Wezi Sataya graduated with a law degree at the Metropolitan University in South Africa and formed part of the legal studies department at Catholic University of Malawi. She now heads the department, and is the youngest dean in the institution. Every Woman caught up with her.
The last born of three, with a brother and a sister that were always exceptional, 27-year-old Wezi Sataya constantly felt she had to up her game in order to keep up. Her older brother Michael Sataya wound up in civil engineering (chartered civil engineer), while her sister, Yvonne Mandiki is a chartered chemical engineer.
Moving away from the engineering profession that both her siblings ventured into, she studied law and graduated with her law degree (cum laude, second in her class) from the Nelson Mandela Metropolitan University in South Africa in 2010. She went to South End Primary School and Kamuzu Academy for her preliminary studies.
Upon her graduation, Sataya joined Catholic University of Malawi as a lecturer in 2011. “I joined Catholic University to form the Legal Studies Department. As a department, we serviced the other departments in the institution because we were not offering stand alone law courses at the time. Few more part timers joined us, and now we offer legal studies as a full course,” she says.
She was appointed dean as the institution was establishing a fully fledged Legal Studies Department. Among other duties, she is responsible for the recruitments in the faculty for both part time and full time lecturers as well as allocation of courses for the lecturers.
One would wonder why she is not practicing law, opting to teach instead. She describes herself as one of those people who like to read, and that is one of the reasons that led her to studying law.
“I like reading; as such I thought I would really enjoy studying law. After my degree, I did not really want to practice, so I opted instead to go into academics. I enjoy lecturing, because I think it is my way of giving back to the community. It always gives me a sense of satisfaction when I see my former students working. It makes me proud that I played a role in their success,” says Sataya.
She wrote her bar examinations in 2012, and was admitted to the bar in 2014, after which she worked part time at Knight and Knight for almost a year.
“It was quite a good experience combining lecturing and law practice,” she says.

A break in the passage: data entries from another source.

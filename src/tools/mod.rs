//! Thin wrappers around the external programs the workflow drives.
//!
//! Every call goes through [`Runtime::run`], so tests can script the
//! programs' output with a mock runtime.

pub mod git;
pub mod packaging;

use anyhow::Result;
use log::debug;

use crate::runtime::{Invocation, ProcessOutput, Runtime};

/// An external program exited unsuccessfully.
#[derive(Debug)]
pub struct ToolError {
    pub program: String,
    pub command: String,
    pub code: Option<i32>,
    pub output: String,
}

impl ToolError {
    pub fn new(invocation: &Invocation, output: &ProcessOutput) -> Self {
        Self {
            program: invocation.program.clone(),
            command: invocation.to_string(),
            code: output.code,
            output: output.combined(),
        }
    }

    /// Case-insensitive search in the captured output.
    pub fn output_contains(&self, needle: &str) -> bool {
        self.output.to_lowercase().contains(&needle.to_lowercase())
    }
}

impl std::fmt::Display for ToolError {
    fn fmt(&self, f: &mut std::fmt::Formatter<'_>) -> std::fmt::Result {
        match self.code {
            Some(code) => write!(f, "`{}` exited with status {}", self.command, code)?,
            None => write!(f, "`{}` was terminated by a signal", self.command)?,
        }
        let output = self.output.trim();
        if !output.is_empty() {
            write!(f, ": {}", output)?;
        }
        Ok(())
    }
}

impl std::error::Error for ToolError {}

/// Run a program and turn a non-zero exit into a [`ToolError`].
pub fn run_checked<R: Runtime>(runtime: &R, invocation: &Invocation) -> Result<ProcessOutput> {
    let output = runtime.run(invocation)?;
    if !output.success {
        debug!("{} failed: {}", invocation.program, output.combined());
        return Err(ToolError::new(invocation, &output).into());
    }
    Ok(output)
}
//! HTTP client module with forge error classification.

mod client;
mod error;

pub use client::HttpClient;
pub use error::ApiError;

She dreams of working for an international organisation, whether outside the country or right at home, specifically in child justice or women’s rights.
“I have gained some interest in child justice and women’s rights. I have been teaching Social Work and The Law over the years, and it looks into things to do with recognising the rights of women and children. So I would love to delve deeper into this so that I can see what exactly is happening in these areas and see how I can help,” says Sataya.
Her journey thus far has not been without challenges. For one thing, she is that young, as a woman in management.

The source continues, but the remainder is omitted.